Saved data entries
::::
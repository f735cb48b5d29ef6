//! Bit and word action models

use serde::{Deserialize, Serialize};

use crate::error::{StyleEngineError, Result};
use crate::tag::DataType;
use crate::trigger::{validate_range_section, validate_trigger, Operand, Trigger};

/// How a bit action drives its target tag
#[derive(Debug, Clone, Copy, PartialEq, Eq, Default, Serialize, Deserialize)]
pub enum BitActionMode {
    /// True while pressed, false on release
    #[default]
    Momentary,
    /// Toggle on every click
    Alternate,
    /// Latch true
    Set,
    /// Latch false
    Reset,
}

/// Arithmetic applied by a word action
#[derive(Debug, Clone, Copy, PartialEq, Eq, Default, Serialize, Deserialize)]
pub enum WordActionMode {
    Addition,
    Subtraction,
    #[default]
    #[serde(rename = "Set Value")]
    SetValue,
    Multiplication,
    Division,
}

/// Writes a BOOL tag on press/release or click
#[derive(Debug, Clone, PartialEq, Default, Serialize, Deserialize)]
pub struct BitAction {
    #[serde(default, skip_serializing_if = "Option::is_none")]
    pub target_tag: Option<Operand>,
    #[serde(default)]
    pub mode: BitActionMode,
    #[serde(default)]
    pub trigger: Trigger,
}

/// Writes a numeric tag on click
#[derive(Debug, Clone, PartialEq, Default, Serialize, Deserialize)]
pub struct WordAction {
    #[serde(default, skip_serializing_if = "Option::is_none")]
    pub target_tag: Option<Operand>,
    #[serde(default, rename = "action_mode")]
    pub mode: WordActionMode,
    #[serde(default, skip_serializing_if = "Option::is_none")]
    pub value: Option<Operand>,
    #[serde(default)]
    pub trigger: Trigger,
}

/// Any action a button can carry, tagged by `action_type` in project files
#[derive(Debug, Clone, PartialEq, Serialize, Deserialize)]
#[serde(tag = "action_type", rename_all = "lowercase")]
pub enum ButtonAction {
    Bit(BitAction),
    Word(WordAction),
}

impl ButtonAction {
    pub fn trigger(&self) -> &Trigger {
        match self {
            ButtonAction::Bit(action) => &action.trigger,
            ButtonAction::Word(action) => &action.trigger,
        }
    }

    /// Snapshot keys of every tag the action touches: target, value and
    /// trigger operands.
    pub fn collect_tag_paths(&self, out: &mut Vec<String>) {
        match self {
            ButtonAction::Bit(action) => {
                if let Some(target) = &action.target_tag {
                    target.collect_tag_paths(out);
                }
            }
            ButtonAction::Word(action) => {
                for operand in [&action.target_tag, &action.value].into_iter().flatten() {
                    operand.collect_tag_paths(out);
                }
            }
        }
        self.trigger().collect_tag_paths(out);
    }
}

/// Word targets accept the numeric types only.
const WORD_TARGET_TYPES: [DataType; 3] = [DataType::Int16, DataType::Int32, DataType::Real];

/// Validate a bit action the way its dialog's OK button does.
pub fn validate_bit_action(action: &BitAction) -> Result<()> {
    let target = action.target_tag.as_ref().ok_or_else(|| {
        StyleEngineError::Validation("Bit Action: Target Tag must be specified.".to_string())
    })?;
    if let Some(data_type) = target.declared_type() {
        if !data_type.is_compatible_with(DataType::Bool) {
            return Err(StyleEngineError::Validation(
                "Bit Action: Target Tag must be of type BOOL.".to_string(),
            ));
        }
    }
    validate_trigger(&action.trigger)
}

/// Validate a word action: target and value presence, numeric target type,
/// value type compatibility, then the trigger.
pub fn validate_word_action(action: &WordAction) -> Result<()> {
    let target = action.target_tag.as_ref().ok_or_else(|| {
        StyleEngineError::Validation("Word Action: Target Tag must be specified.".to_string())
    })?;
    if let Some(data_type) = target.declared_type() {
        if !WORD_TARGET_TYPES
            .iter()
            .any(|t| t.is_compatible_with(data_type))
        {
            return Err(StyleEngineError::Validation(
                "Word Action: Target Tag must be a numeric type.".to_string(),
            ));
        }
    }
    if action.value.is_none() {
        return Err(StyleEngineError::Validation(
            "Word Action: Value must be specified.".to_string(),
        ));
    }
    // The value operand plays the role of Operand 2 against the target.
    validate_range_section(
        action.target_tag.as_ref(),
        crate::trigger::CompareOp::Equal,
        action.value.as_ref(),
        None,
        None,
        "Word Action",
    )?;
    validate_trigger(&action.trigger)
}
::::
__Work required__: Search the entries above for lines containing the word "struct", and copy each one.

__Written answer__:
pub struct BitAction {
pub struct WordAction {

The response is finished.